Abbsy adlı iki kolajda ise hem tuval zemini hem de sözcüklerin yazılı olduğu kâğıt zeminleri siyahtır. Nesne sözcükler sarı, kırmızı ve beyaz renkteler. Yakından bakıldığında olumsuz çağrışım yapan duygulardır bunlar. Duygular, seçilen renk ve sözcükler aracılığıyla daha iyi vurgulanmaktadır. Kırmızı: sıkıntı, kaygı, dehşet… Sarı: üzüntü, telaş, keder… Beyaz: intikam, kıskançlık, acıma… Sağ alttaki işte sözcük nesneler daha karmaşık bir yığın oluştururlar, daha içi içe ve dengeli bir görünüm arz ederler. Sol üstteki işte tek dar ağız, ağzın çevresi kırmızı renkte sözcük nesnelerle çevrili, yığının eteklerinde daha az görünürler. Her iki yığında bu görünümleriyle bir karınca yuvasını andırmaktadır. Duyguları ifade eden sözcükler gelişigüzel biçimde yığıldıkları belleğin içinde ışıldamakta, sanatçının iç dünyasındaki sıkışmışlıklara bir aydınlanma getirmektedir.

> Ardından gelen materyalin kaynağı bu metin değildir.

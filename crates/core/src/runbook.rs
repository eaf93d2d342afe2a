// SPDX-License-Identifier: BUSL-1.1
// Copyright (c) 2026 Alfred Jean LLC

//! Stored runbook records.

use crate::tenant::TenantId;
use serde::{Deserialize, Serialize};
use serde_json::Value;

crate::define_id! {
    /// Unique identifier for a runbook.
    pub struct RunbookId("rbk-");
}

/// Runbook review status. Approved runbooks are immutable; a revision is a
/// new runbook row pointing back via `parent_version`.
#[derive(Debug, Clone, Copy, PartialEq, Eq, Serialize, Deserialize)]
#[serde(rename_all = "lowercase")]
pub enum RunbookStatus {
    Draft,
    Approved,
    Archived,
}

crate::simple_display! {
    RunbookStatus {
        Draft => "draft",
        Approved => "approved",
        Archived => "archived",
    }
}

/// A stored runbook. `body` is a markdown document carrying a fenced YAML
/// spec (prechecks / steps / postchecks).
#[derive(Debug, Clone, PartialEq, Serialize, Deserialize)]
pub struct RunbookRecord {
    pub id: RunbookId,
    pub tenant_id: TenantId,
    pub title: String,
    pub body: String,
    #[serde(default, skip_serializing_if = "Option::is_none")]
    pub confidence: Option<f64>,
    /// Link to the runbook this one revises, forming a version tree.
    #[serde(default, skip_serializing_if = "Option::is_none")]
    pub parent_version: Option<RunbookId>,
    pub status: RunbookStatus,
    #[serde(default = "default_active")]
    pub active: bool,
    #[serde(default)]
    pub metadata: Value,
}

fn default_active() -> bool {
    true
}

crate::builder! {
    pub struct RunbookBuilder => RunbookRecord {
        into {
            title: String = "restart app service",
            body: String = "",
        }
        set {
            id: RunbookId = RunbookId::new(),
            tenant_id: TenantId = TenantId::from_string("tnt-test"),
            status: RunbookStatus = RunbookStatus::Approved,
            active: bool = true,
            metadata: Value = Value::Null,
        }
        option {
            confidence: f64 = None,
            parent_version: RunbookId = None,
        }
    }
}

Kolaj, çağımızın belki de en etkili görsel tekniklerinden biri. Bir şeyleri kesip bir yerlere yapıştırma anlamında kolaycılık gibi de algılanabilmektedir ancak bu doğru değildir. Edebiyatta özellikle görsel şiir ve post modern romanda kullanılmaktadır. Sanatsal tasarım alanında meydana gelen en devrimci biçimsel yeniliklerden biri olmasının temel nedeni, isteyen herkesin özgürce kolaj üretebilecek olması gerçeğidir. Daha çok rastlantı ve gelişigüzellik kavramlarının zemin oluşturduğu sanatsal bir uzamda hareket edilir. Bir kâhin edasıyla birbiriyle ilgisizmiş gibi görünen nesne ilişkilerinden hareketle yeni anlam arayışlarına girilir. Kolaj ve yazılı metinlerin birbirlerinin alanına girmesiyle birlikte, yazı ve görsellik ya da edebiyat ve resim ilişkileri bir kez daha gündeme gelmiştir. Merve Dündar’ın son işini de bu bağlamda yorumlayabiliriz. Gelişigüzellik ve rastlantı mantığı içinde, Pablo Neruda ve İpek Ruben’in dize nesnelerini birbirine ilmekleyerek oluşturulan bütünlükler edebiyat ve resim sanatının ara kesitinde yer almaktadır. Keza belleğinde iz bırakan olumsuz duygusal kavramları biriktirdiği yığınlar da öyle.
Görselliğin bu biçimde sunumu bir zenginlik mi yoksa dekor mu? Dizelerin dize olmaktan, sözcüklerin ise sözcük olmaktan çıkıp kolaja -güncel sanat pratiğine- dönüştüğü noktada kolajın bir bütün olarak kendisi anlam ileten gösterge olmaktan çıkıp birer şiir sözcüğüne evriliyor. Bir bütün olarak taşıdığı belirsizlikler, açık uçlar ve çoğul yorum olanakları kolajları şiire dönüştürüyor. Şiirin merkezinde ise iki söz sanatı yer alıyor: teşbih ve metafor. Merve Dündar, teşbihte hata yapmıyor: İnsan belleği, duygusal kavramlarla dolu bir karınca yuvasına benzer; insan benliği ise iç ve dış dünyanın, ben ve başkalarının ilmek ilmek örüldüğü bir şiir gibidir. Hatta teşbihin bir adım ötesine geçip, bellek metaforu olarak karınca yuvasını, benlik metaforu olarak şiiri kullanıyor da diyebiliriz.
“Teşbihte Hata Olmaz” sergisinde, yazı-resim ilişkisinden hareketle üretilmiş bütün işler, teşbih ve metaforlarla yüklü. Biraz çaba ve sabırla şiirin cevherine ulaşmaya ne dersiniz?